__REQUIREMENT__: In the material below, some lines carry "seen". Copy each such line.

────────────────

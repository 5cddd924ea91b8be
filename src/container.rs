//! Container capabilities shared by every operation.
//!
//! The operations of [`SequenceOps`](crate::SequenceOps),
//! [`MappingOps`](crate::MappingOps) and [`SetOps`](crate::SetOps) are written
//! once, generically, against the small traits in this module:
//!
//! - [`Traverse`]: iterate elements by reference, in the container's order
//! - [`Rebuild`]: create an empty container of the same shape and insert into it
//! - [`CloneElements`]: turn a borrowed element back into an owned one
//! - [`RebuildValues`]: build the same mapping shape with another value type
//!
//! # Element Shape
//!
//! Rust cannot abstract over "`&T` for a set, `(&K, &V)` for a map" directly,
//! so [`Traverse::Element`] is a Generic Associated Type parameterized by the
//! borrow lifetime.
//!
//! # Iteration Order
//!
//! | Container              | Order                               |
//! |------------------------|-------------------------------------|
//! | `Vec`, `VecDeque`      | index order                         |
//! | `IndexMap`, `IndexSet` | insertion order                     |
//! | `BTreeMap`, `BTreeSet` | ascending key order                 |
//! | `HashMap`, `HashSet`   | unspecified, stable while unchanged |
//!
//! # Examples
//!
//! ```rust
//! use fnops::container::Traverse;
//!
//! let values = vec![3, 1, 2];
//! let seen: Vec<&i32> = values.elements().collect();
//! assert_eq!(seen, vec![&3, &1, &2]);
//! assert_eq!(values.element_count(), 3);
//! ```

use std::collections::{BTreeMap, BTreeSet, HashMap, HashSet, VecDeque};
use std::hash::{BuildHasher, Hash};

/// A container whose elements can be visited by reference.
pub trait Traverse {
    /// Shape name reported in trace events (`"sequence"`, `"mapping"`, `"set"`).
    const SHAPE: &'static str;

    /// A borrowed element: `&T`, or `(&K, &V)` for mappings.
    type Element<'a>: Copy
    where
        Self: 'a;

    /// Iterator over borrowed elements.
    type Elements<'a>: Iterator<Item = Self::Element<'a>>
    where
        Self: 'a;

    /// Iterates every element once, in the container's order.
    fn elements(&self) -> Self::Elements<'_>;

    /// Number of elements.
    fn element_count(&self) -> usize;
}

/// A container that can produce an empty sibling and grow it.
///
/// Hash containers carry their hasher over to the sibling.
pub trait Rebuild: Traverse + Sized {
    /// An owned element: `T`, or `(K, V)` for mappings.
    type Owned;

    /// Creates an empty container of the same shape.
    fn empty_like(&self) -> Self;

    /// Inserts an owned element.
    fn insert_element(&mut self, element: Self::Owned);
}

/// A container whose borrowed elements can be cloned into owned ones.
pub trait CloneElements: Rebuild {
    /// Clones a borrowed element.
    fn clone_element<'a>(element: Self::Element<'a>) -> Self::Owned
    where
        Self: 'a;
}

/// A mapping that can be rebuilt with a different value type.
pub trait RebuildValues: Traverse {
    /// Key type.
    type Key;

    /// Value type.
    type Value;

    /// The same mapping shape holding `B` values.
    type Rebuilt<B>: Rebuild<Owned = (Self::Key, B)>;

    /// Creates an empty mapping of the same shape holding `B` values.
    fn empty_with_values<B>(&self) -> Self::Rebuilt<B>;

    /// Splits a borrowed element into its key and value.
    fn entry<'a>(element: Self::Element<'a>) -> (&'a Self::Key, &'a Self::Value)
    where
        Self: 'a;
}

// =============================================================================
// Sequences
// =============================================================================

impl<T> Traverse for Vec<T> {
    const SHAPE: &'static str = "sequence";

    type Element<'a>
        = &'a T
    where
        Self: 'a;

    type Elements<'a>
        = std::slice::Iter<'a, T>
    where
        Self: 'a;

    #[inline]
    fn elements(&self) -> Self::Elements<'_> {
        self.iter()
    }

    #[inline]
    fn element_count(&self) -> usize {
        self.len()
    }
}

impl<T> Rebuild for Vec<T> {
    type Owned = T;

    #[inline]
    fn empty_like(&self) -> Self {
        Self::new()
    }

    #[inline]
    fn insert_element(&mut self, element: T) {
        self.push(element);
    }
}

impl<T: Clone> CloneElements for Vec<T> {
    #[inline]
    fn clone_element<'a>(element: &'a T) -> T
    where
        Self: 'a,
    {
        element.clone()
    }
}

impl<T> Traverse for VecDeque<T> {
    const SHAPE: &'static str = "sequence";

    type Element<'a>
        = &'a T
    where
        Self: 'a;

    type Elements<'a>
        = std::collections::vec_deque::Iter<'a, T>
    where
        Self: 'a;

    #[inline]
    fn elements(&self) -> Self::Elements<'_> {
        self.iter()
    }

    #[inline]
    fn element_count(&self) -> usize {
        self.len()
    }
}

impl<T> Rebuild for VecDeque<T> {
    type Owned = T;

    #[inline]
    fn empty_like(&self) -> Self {
        Self::new()
    }

    #[inline]
    fn insert_element(&mut self, element: T) {
        self.push_back(element);
    }
}

impl<T: Clone> CloneElements for VecDeque<T> {
    #[inline]
    fn clone_element<'a>(element: &'a T) -> T
    where
        Self: 'a,
    {
        element.clone()
    }
}

// =============================================================================
// Sets
// =============================================================================

impl<T, S> Traverse for HashSet<T, S> {
    const SHAPE: &'static str = "set";

    type Element<'a>
        = &'a T
    where
        Self: 'a;

    type Elements<'a>
        = std::collections::hash_set::Iter<'a, T>
    where
        Self: 'a;

    #[inline]
    fn elements(&self) -> Self::Elements<'_> {
        self.iter()
    }

    #[inline]
    fn element_count(&self) -> usize {
        self.len()
    }
}

impl<T: Eq + Hash, S: BuildHasher + Clone> Rebuild for HashSet<T, S> {
    type Owned = T;

    #[inline]
    fn empty_like(&self) -> Self {
        Self::with_hasher(self.hasher().clone())
    }

    #[inline]
    fn insert_element(&mut self, element: T) {
        self.insert(element);
    }
}

impl<T: Eq + Hash + Clone, S: BuildHasher + Clone> CloneElements for HashSet<T, S> {
    #[inline]
    fn clone_element<'a>(element: &'a T) -> T
    where
        Self: 'a,
    {
        element.clone()
    }
}

impl<T> Traverse for BTreeSet<T> {
    const SHAPE: &'static str = "set";

    type Element<'a>
        = &'a T
    where
        Self: 'a;

    type Elements<'a>
        = std::collections::btree_set::Iter<'a, T>
    where
        Self: 'a;

    #[inline]
    fn elements(&self) -> Self::Elements<'_> {
        self.iter()
    }

    #[inline]
    fn element_count(&self) -> usize {
        self.len()
    }
}

impl<T: Ord> Rebuild for BTreeSet<T> {
    type Owned = T;

    #[inline]
    fn empty_like(&self) -> Self {
        Self::new()
    }

    #[inline]
    fn insert_element(&mut self, element: T) {
        self.insert(element);
    }
}

impl<T: Ord + Clone> CloneElements for BTreeSet<T> {
    #[inline]
    fn clone_element<'a>(element: &'a T) -> T
    where
        Self: 'a,
    {
        element.clone()
    }
}

#[cfg(feature = "indexmap")]
impl<T, S> Traverse for indexmap::IndexSet<T, S> {
    const SHAPE: &'static str = "set";

    type Element<'a>
        = &'a T
    where
        Self: 'a;

    type Elements<'a>
        = indexmap::set::Iter<'a, T>
    where
        Self: 'a;

    #[inline]
    fn elements(&self) -> Self::Elements<'_> {
        self.iter()
    }

    #[inline]
    fn element_count(&self) -> usize {
        self.len()
    }
}

#[cfg(feature = "indexmap")]
impl<T: Eq + Hash, S: BuildHasher + Clone> Rebuild for indexmap::IndexSet<T, S> {
    type Owned = T;

    #[inline]
    fn empty_like(&self) -> Self {
        Self::with_hasher(self.hasher().clone())
    }

    #[inline]
    fn insert_element(&mut self, element: T) {
        self.insert(element);
    }
}

#[cfg(feature = "indexmap")]
impl<T: Eq + Hash + Clone, S: BuildHasher + Clone> CloneElements for indexmap::IndexSet<T, S> {
    #[inline]
    fn clone_element<'a>(element: &'a T) -> T
    where
        Self: 'a,
    {
        element.clone()
    }
}

// =============================================================================
// Mappings
// =============================================================================

impl<K, V, S> Traverse for HashMap<K, V, S> {
    const SHAPE: &'static str = "mapping";

    type Element<'a>
        = (&'a K, &'a V)
    where
        Self: 'a;

    type Elements<'a>
        = std::collections::hash_map::Iter<'a, K, V>
    where
        Self: 'a;

    #[inline]
    fn elements(&self) -> Self::Elements<'_> {
        self.iter()
    }

    #[inline]
    fn element_count(&self) -> usize {
        self.len()
    }
}

impl<K: Eq + Hash, V, S: BuildHasher + Clone> Rebuild for HashMap<K, V, S> {
    type Owned = (K, V);

    #[inline]
    fn empty_like(&self) -> Self {
        Self::with_hasher(self.hasher().clone())
    }

    #[inline]
    fn insert_element(&mut self, (key, value): (K, V)) {
        self.insert(key, value);
    }
}

impl<K, V, S> CloneElements for HashMap<K, V, S>
where
    K: Eq + Hash + Clone,
    V: Clone,
    S: BuildHasher + Clone,
{
    #[inline]
    fn clone_element<'a>((key, value): (&'a K, &'a V)) -> (K, V)
    where
        Self: 'a,
    {
        (key.clone(), value.clone())
    }
}

impl<K: Eq + Hash, V, S: BuildHasher + Clone> RebuildValues for HashMap<K, V, S> {
    type Key = K;
    type Value = V;
    type Rebuilt<B> = HashMap<K, B, S>;

    #[inline]
    fn empty_with_values<B>(&self) -> HashMap<K, B, S> {
        HashMap::with_capacity_and_hasher(self.len(), self.hasher().clone())
    }

    #[inline]
    fn entry<'a>(element: (&'a K, &'a V)) -> (&'a K, &'a V)
    where
        Self: 'a,
    {
        element
    }
}

impl<K, V> Traverse for BTreeMap<K, V> {
    const SHAPE: &'static str = "mapping";

    type Element<'a>
        = (&'a K, &'a V)
    where
        Self: 'a;

    type Elements<'a>
        = std::collections::btree_map::Iter<'a, K, V>
    where
        Self: 'a;

    #[inline]
    fn elements(&self) -> Self::Elements<'_> {
        self.iter()
    }

    #[inline]
    fn element_count(&self) -> usize {
        self.len()
    }
}

impl<K: Ord, V> Rebuild for BTreeMap<K, V> {
    type Owned = (K, V);

    #[inline]
    fn empty_like(&self) -> Self {
        Self::new()
    }

    #[inline]
    fn insert_element(&mut self, (key, value): (K, V)) {
        self.insert(key, value);
    }
}

impl<K: Ord + Clone, V: Clone> CloneElements for BTreeMap<K, V> {
    #[inline]
    fn clone_element<'a>((key, value): (&'a K, &'a V)) -> (K, V)
    where
        Self: 'a,
    {
        (key.clone(), value.clone())
    }
}

impl<K: Ord, V> RebuildValues for BTreeMap<K, V> {
    type Key = K;
    type Value = V;
    type Rebuilt<B> = BTreeMap<K, B>;

    #[inline]
    fn empty_with_values<B>(&self) -> BTreeMap<K, B> {
        BTreeMap::new()
    }

    #[inline]
    fn entry<'a>(element: (&'a K, &'a V)) -> (&'a K, &'a V)
    where
        Self: 'a,
    {
        element
    }
}

#[cfg(feature = "indexmap")]
impl<K, V, S> Traverse for indexmap::IndexMap<K, V, S> {
    const SHAPE: &'static str = "mapping";

    type Element<'a>
        = (&'a K, &'a V)
    where
        Self: 'a;

    type Elements<'a>
        = indexmap::map::Iter<'a, K, V>
    where
        Self: 'a;

    #[inline]
    fn elements(&self) -> Self::Elements<'_> {
        self.iter()
    }

    #[inline]
    fn element_count(&self) -> usize {
        self.len()
    }
}

#[cfg(feature = "indexmap")]
impl<K: Eq + Hash, V, S: BuildHasher + Clone> Rebuild for indexmap::IndexMap<K, V, S> {
    type Owned = (K, V);

    #[inline]
    fn empty_like(&self) -> Self {
        Self::with_hasher(self.hasher().clone())
    }

    #[inline]
    fn insert_element(&mut self, (key, value): (K, V)) {
        self.insert(key, value);
    }
}

#[cfg(feature = "indexmap")]
impl<K, V, S> CloneElements for indexmap::IndexMap<K, V, S>
where
    K: Eq + Hash + Clone,
    V: Clone,
    S: BuildHasher + Clone,
{
    #[inline]
    fn clone_element<'a>((key, value): (&'a K, &'a V)) -> (K, V)
    where
        Self: 'a,
    {
        (key.clone(), value.clone())
    }
}

#[cfg(feature = "indexmap")]
impl<K: Eq + Hash, V, S: BuildHasher + Clone> RebuildValues for indexmap::IndexMap<K, V, S> {
    type Key = K;
    type Value = V;
    type Rebuilt<B> = indexmap::IndexMap<K, B, S>;

    #[inline]
    fn empty_with_values<B>(&self) -> indexmap::IndexMap<K, B, S> {
        indexmap::IndexMap::with_capacity_and_hasher(self.len(), self.hasher().clone())
    }

    #[inline]
    fn entry<'a>(element: (&'a K, &'a V)) -> (&'a K, &'a V)
    where
        Self: 'a,
    {
        element
    }
}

────────────────

__SOLUTION TO THE EXERCISE__:
//! let seen: Vec<&i32> = values.elements().collect();
//! assert_eq!(seen, vec![&3, &1, &2]);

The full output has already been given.